Notice: The reproducibility variables underlying each score are classified using an automated LLM-based pipeline, validated against a manually labeled dataset. LLM-based classification introduces uncertainty and potential bias; scores should be interpreted as estimates. Full accuracy metrics and methodology are described in [1].
Constrained Generation of Semantically Valid Graphs via Regularizing Variational Autoencoders
Authors: Tengfei Ma, Jie Chen, Cao Xiao
NeurIPS 2018 | Venue PDF | LLM Run Details
| Reproducibility Variable | Result | LLM Response |
|---|---|---|
| Research Type | Experimental | 5 Experiments 5.1 Tasks, Data Sets, and Baselines 5.2 Network Architecture 5.3 Results Table 2: Standard VAE versus regularized VAE. Table 3: Comparison with baselines. |
| Researcher Affiliation | Industry | Tengfei Ma Jie Chen Cao Xiao IBM Research EMAIL, EMAIL |
| Pseudocode | No | The paper describes its methods but does not include any structured pseudocode or algorithm blocks. |
| Open Source Code | No | The paper only mentions downloading code for baselines ('The codes are downloaded from https://github.com/mkusner/grammar VAE').

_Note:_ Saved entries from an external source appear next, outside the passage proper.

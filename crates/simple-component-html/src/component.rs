//! The HTML component builder.
//!
//! A [`Component`] is a tag, an ordered attribute map, an escaped content
//! buffer and a flag telling whether the closing tag is rendered.
//!
//! ## Example
//!
//! ```
//! use simple_component_html::Component;
//!
//! let mut card = Component::new("div")?;
//! card.set_id("main")?
//!     .add_class("card")?
//!     .add_content("Hello")
//!     .add_content("World");
//!
//! assert_eq!(
//!     card.render(),
//!     "<div id=\"main\" class=\"card\">\nHello\nWorld\n</div>"
//! );
//! # Ok::<(), simple_component_html::ComponentError>(())
//! ```

use std::fmt;

use crate::attributes::{AttributeValidator, Attributes};
use crate::error::{ComponentError, Result};
use crate::escape::html_escape;
use crate::settings::{ComponentSettings, DEFAULT_LINE_SEPARATOR, DEFAULT_TAG};

const DATA_PREFIX: &str = "data-";
const ARIA_PREFIX: &str = "aria-";

/// Programmatically built HTML element.
///
/// Mutators return `&mut Self` (or `Result<&mut Self>` when they can fail)
/// so calls can be chained. A failing call leaves the component unchanged.
#[derive(Debug, Clone, PartialEq, Eq)]
pub struct Component {
	tag: String,
	closed: bool,
	attributes: Attributes,
	contents: String,
	line_separator: String,
}

impl Default for Component {
	fn default() -> Self {
		Self {
			tag: DEFAULT_TAG.to_string(),
			closed: true,
			attributes: Attributes::new(),
			contents: String::new(),
			line_separator: DEFAULT_LINE_SEPARATOR.to_string(),
		}
	}
}

impl Component {
	/// Creates a closed component with the given tag.
	pub fn new(tag: &str) -> Result<Self> {
		let mut component = Self::default();
		component.set_tag(tag)?;
		Ok(component)
	}

	/// Creates a component that renders only its opening tag (e.g. `img`).
	pub fn void(tag: &str) -> Result<Self> {
		let mut component = Self::new(tag)?;
		component.closed = false;
		Ok(component)
	}

	/// Creates a component from the given defaults.
	pub fn with_settings(settings: &ComponentSettings) -> Result<Self> {
		let mut component = Self::new(&settings.default_tag)?;
		component.closed = settings.default_closed;
		component.line_separator = settings.line_separator.clone();
		Ok(component)
	}

	/// Returns the tag.
	pub fn tag(&self) -> &str {
		&self.tag
	}

	/// Sets the tag after trimming it.
	///
	/// # Errors
	///
	/// Returns [`ComponentError::InvalidTag`] when the trimmed tag is empty.
	pub fn set_tag(&mut self, tag: &str) -> Result<&mut Self> {
		let tag = tag.trim();
		if tag.is_empty() {
			tracing::debug!(current = %self.tag, "rejected empty tag");
			return Err(ComponentError::InvalidTag(
				"The tag of this component is empty".to_string(),
			));
		}
		self.tag = tag.to_string();
		Ok(self)
	}

	/// Returns `true` if the closing tag and content are rendered.
	pub fn is_closed(&self) -> bool {
		self.closed
	}

	/// Sets whether the closing tag and content are rendered.
	pub fn set_closed(&mut self, closed: bool) -> &mut Self {
		self.closed = closed;
		self
	}

	// Attributes

	/// Adds or overwrites an attribute.
	///
	/// Key and value are trimmed. An empty value makes a valueless attribute,
	/// rendered as the bare key.
	///
	/// # Errors
	///
	/// Returns [`ComponentError::InvalidAttributeKey`] when the trimmed key is empty.
	pub fn add_attribute(&mut self, key: &str, value: &str) -> Result<&mut Self> {
		let (key, value) = AttributeValidator::validate(key, value)?;
		self.attributes.insert(key, value);
		Ok(self)
	}

	/// Adds or overwrites a valueless attribute such as `disabled`.
	pub fn add_bare_attribute(&mut self, key: &str) -> Result<&mut Self> {
		self.add_attribute(key, "")
	}

	/// Alias of [`add_attribute`](Self::add_attribute).
	pub fn set_attribute(&mut self, key: &str, value: &str) -> Result<&mut Self> {
		self.add_attribute(key, value)
	}

	/// Adds several attributes at once.
	///
	/// Every entry is validated before any is applied: if one is invalid the
	/// component keeps its previous attributes.
	pub fn add_attributes<I, K, V>(&mut self, attributes: I) -> Result<&mut Self>
	where
		I: IntoIterator<Item = (K, V)>,
		K: AsRef<str>,
		V: AsRef<str>,
	{
		let staged = AttributeValidator::validate_all(attributes).inspect_err(|err| {
			tracing::debug!(tag = %self.tag, error = %err, "attribute batch rejected");
		})?;
		self.attributes.extend(staged);
		Ok(self)
	}

	/// Replaces all attributes with the given ones.
	///
	/// # Errors
	///
	/// Returns [`ComponentError::InvalidAttributeSet`] wrapping the first
	/// validation failure; the current attributes are left untouched.
	pub fn set_attributes<I, K, V>(&mut self, attributes: I) -> Result<&mut Self>
	where
		I: IntoIterator<Item = (K, V)>,
		K: AsRef<str>,
		V: AsRef<str>,
	{
		let staged = AttributeValidator::validate_all(attributes)
			.map_err(|err| ComponentError::InvalidAttributeSet(Box::new(err)))?;
		self.attributes.clear();
		self.attributes.extend(staged);
		Ok(self)
	}

	/// Removes every attribute.
	pub fn reset_attributes(&mut self) -> &mut Self {
		self.attributes.clear();
		self
	}

	/// Removes an attribute, returning its value if it was set.
	pub fn remove_attribute(&mut self, key: &str) -> Option<String> {
		self.attributes.remove(key)
	}

	/// Returns an attribute value; `Some("")` for a valueless attribute.
	pub fn get_attribute(&self, key: &str) -> Option<&str> {
		self.attributes.get(key)
	}

	/// Returns `true` if the attribute is set.
	pub fn attribute_exists(&self, key: &str) -> bool {
		self.attributes.contains(key)
	}

	/// Returns the attribute map.
	pub fn attributes(&self) -> &Attributes {
		&self.attributes
	}

	// Content

	/// Appends a line of content.
	///
	/// The text is trimmed and HTML-escaped. Blank input is ignored.
	pub fn add_content(&mut self, content: &str) -> &mut Self {
		let content = content.trim();
		if content.is_empty() {
			return self;
		}
		if !self.contents.is_empty() {
			self.contents.push_str(&self.line_separator);
		}
		self.contents.push_str(&html_escape(content));
		self
	}

	/// Appends several lines of content in order.
	pub fn add_contents<I, S>(&mut self, contents: I) -> &mut Self
	where
		I: IntoIterator<Item = S>,
		S: AsRef<str>,
	{
		for content in contents {
			self.add_content(content.as_ref());
		}
		self
	}

	/// Returns the escaped content buffer.
	pub fn contents(&self) -> &str {
		&self.contents
	}

	/// Empties the content buffer.
	pub fn clear_contents(&mut self) -> &mut Self {
		self.contents.clear();
		self
	}

	// Rendering

	/// Renders the attribute list, see [`Attributes::render`].
	pub fn render_attributes(&self) -> String {
		self.attributes.render()
	}

	/// Renders the component as HTML.
	///
	/// A closed component with content puts the content on its own lines:
	///
	/// ```text
	/// <div>
	/// Line 1
	/// Line 2
	/// </div>
	/// ```
	///
	/// A component that is not closed renders only its opening tag and never
	/// its content.
	pub fn render(&self) -> String {
		tracing::trace!(tag = %self.tag, attributes = self.attributes.len(), closed = self.closed, "rendering component");

		let mut html = String::with_capacity(self.tag.len() * 2 + self.contents.len() + 8);
		html.push('<');
		html.push_str(&self.tag);

		let attributes = self.render_attributes();
		if !attributes.is_empty() {
			html.push(' ');
			html.push_str(&attributes);
		}
		html.push('>');

		if self.closed {
			if !self.contents.is_empty() {
				html.push_str(&self.line_separator);
				html.push_str(&self.contents);
				html.push_str(&self.line_separator);
			}
			html.push_str("</");
			html.push_str(&self.tag);
			html.push('>');
		}

		html
	}

	// Id and class helpers

	/// Sets the `id` attribute.
	pub fn set_id(&mut self, id: &str) -> Result<&mut Self> {
		self.set_attribute("id", id)
	}

	/// Returns the `id` attribute.
	pub fn id(&self) -> Option<&str> {
		self.get_attribute("id")
	}

	/// Overwrites the `class` attribute.
	pub fn set_class(&mut self, class: &str) -> Result<&mut Self> {
		self.set_attribute("class", class)
	}

	/// Appends class tokens that are not already present.
	///
	/// The input may hold several whitespace-separated tokens, which makes it
	/// convenient to pass the output of a BEM helper directly.
	///
	/// # Errors
	///
	/// Returns [`ComponentError::InvalidAttributeValue`] when the input holds
	/// no token.
	pub fn add_class(&mut self, class: &str) -> Result<&mut Self> {
		if class.trim().is_empty() {
			tracing::debug!(tag = %self.tag, "rejected empty class");
			return Err(ComponentError::InvalidAttributeValue(
				"A class cannot be empty".to_string(),
			));
		}

		let mut tokens: Vec<&str> = self.class().map(class_tokens).unwrap_or_default();
		for token in class.split_whitespace() {
			if !tokens.contains(&token) {
				tokens.push(token);
			}
		}
		let updated = tokens.join(" ");
		self.set_attribute("class", &updated)
	}

	/// Returns the `class` attribute.
	pub fn class(&self) -> Option<&str> {
		self.get_attribute("class")
	}

	/// Returns `true` if `class` is one of the class tokens.
	pub fn has_class(&self, class: &str) -> bool {
		let class = class.trim();
		if class.is_empty() {
			return false;
		}
		self.class()
			.is_some_and(|current| class_tokens(current).contains(&class))
	}

	/// Removes a class token.
	///
	/// The `class` attribute itself is removed once no token is left.
	pub fn remove_class(&mut self, class: &str) -> &mut Self {
		let class = class.trim();
		let Some(current) = self.class().filter(|_| !class.is_empty()) else {
			return self;
		};

		let updated = class_tokens(current)
			.into_iter()
			.filter(|token| *token != class)
			.collect::<Vec<_>>()
			.join(" ");

		if updated.is_empty() {
			self.attributes.remove("class");
		} else {
			self.attributes.insert("class".to_string(), updated);
		}
		self
	}

	// data-* and aria-* helpers

	/// Sets a `data-*` attribute; `name` is given without the prefix.
	///
	/// # Errors
	///
	/// Returns [`ComponentError::InvalidData`] when the trimmed name or value
	/// is empty.
	pub fn set_data(&mut self, name: &str, value: &str) -> Result<&mut Self> {
		let (name, value) = AttributeValidator::normalize(name, value);
		if let Some(empty) = empty_part(&name, &value) {
			tracing::debug!(tag = %self.tag, name = %name, "rejected data attribute");
			return Err(ComponentError::InvalidData(format!(
				"A data {empty} cannot be empty"
			)));
		}
		self.set_attribute(&format!("{DATA_PREFIX}{name}"), &value)
	}

	/// Returns a `data-*` attribute; `None` for an empty name.
	pub fn data(&self, name: &str) -> Option<&str> {
		prefixed(DATA_PREFIX, name).and_then(|key| self.get_attribute(&key))
	}

	/// Removes a `data-*` attribute, returning its value.
	pub fn remove_data(&mut self, name: &str) -> Option<String> {
		prefixed(DATA_PREFIX, name).and_then(|key| self.remove_attribute(&key))
	}

	/// Sets an `aria-*` attribute; `name` is given without the prefix.
	///
	/// # Errors
	///
	/// Returns [`ComponentError::InvalidAria`] when the trimmed name or value
	/// is empty.
	pub fn set_aria(&mut self, name: &str, value: &str) -> Result<&mut Self> {
		let (name, value) = AttributeValidator::normalize(name, value);
		if let Some(empty) = empty_part(&name, &value) {
			tracing::debug!(tag = %self.tag, name = %name, "rejected aria attribute");
			return Err(ComponentError::InvalidAria(format!(
				"An aria {empty} cannot be empty"
			)));
		}
		self.set_attribute(&format!("{ARIA_PREFIX}{name}"), &value)
	}

	/// Returns an `aria-*` attribute; `None` for an empty name.
	pub fn aria(&self, name: &str) -> Option<&str> {
		prefixed(ARIA_PREFIX, name).and_then(|key| self.get_attribute(&key))
	}

	/// Removes an `aria-*` attribute, returning its value.
	pub fn remove_aria(&mut self, name: &str) -> Option<String> {
		prefixed(ARIA_PREFIX, name).and_then(|key| self.remove_attribute(&key))
	}
}

impl fmt::Display for Component {
	fn fmt(&self, f: &mut fmt::Formatter<'_>) -> fmt::Result {
		f.write_str(&self.render())
	}
}

fn class_tokens(class: &str) -> Vec<&str> {
	class.split_whitespace().collect()
}

fn empty_part(name: &str, value: &str) -> Option<&'static str> {
	if name.is_empty() {
		Some("name")
	} else if value.is_empty() {
		Some("value")
	} else {
		None
	}
}

fn prefixed(prefix: &str, name: &str) -> Option<String> {
	let name = name.trim();
	(!name.is_empty()).then(|| format!("{prefix}{name}"))
}
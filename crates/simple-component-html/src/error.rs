//! Error types for simple-component-html

use thiserror::Error;

/// Error type for component operations
#[non_exhaustive]
#[derive(Debug, Clone, PartialEq, Eq, Error)]
pub enum ComponentError {
	/// Tag is empty after trimming
	#[error("{0}")]
	InvalidTag(String),

	/// Attribute key is empty after trimming
	#[error("{0}")]
	InvalidAttributeKey(String),

	/// Attribute value rejected by a helper (e.g. an empty class)
	#[error("{0}")]
	InvalidAttributeValue(String),

	/// Replacing the whole attribute map failed
	#[error("Failed to set attributes : {0}")]
	InvalidAttributeSet(#[source] Box<ComponentError>),

	/// `data-*` name or value is empty
	#[error("{0}")]
	InvalidData(String),

	/// `aria-*` name or value is empty
	#[error("{0}")]
	InvalidAria(String),
}

/// Result type for component operations
pub type Result<T> = std::result::Result<T, ComponentError>;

There is no explicit statement or link indicating that the authors' own source code for the proposed method is provided. |
| Open Datasets | Yes | For molecular graphs, two benchmark data sets are QM9 [32] and ZINC [21]. The former contains molecules with at most 9 heavy atoms whereas the latter consists of drug-like commercially available molecules extracted at random from the ZINC database. |
| Dataset Splits | No | The paper mentions 'holdout graphs (in the training set)' for reconstruction percentage but does not provide specific dataset split information (exact percentages, sample counts, or detailed splitting methodology) for training, validation, or test sets. |
| Hardware Specification | No | The paper does not provide specific hardware details (exact GPU/CPU models, processor types with speeds, memory amounts, or detailed computer specifications) used for running its experiments. |
| Software Dependencies | No | The paper describes network architectures (e.g., convolutional neural nets, deconvolutional neural net) but does not provide specific ancillary software details, such as library names with version numbers (e.g., Python 3.8, PyTorch 1.9, TensorFlow 2.x). |
| Experiment Setup | No | The paper describes the network architecture and mentions that 'Regularization parameters are tuned for the highest validity,' but it does not provide specific experimental setup details such as concrete hyperparameter values (e.g., learning rate, batch size, number of epochs) or optimizer settings in the main text. |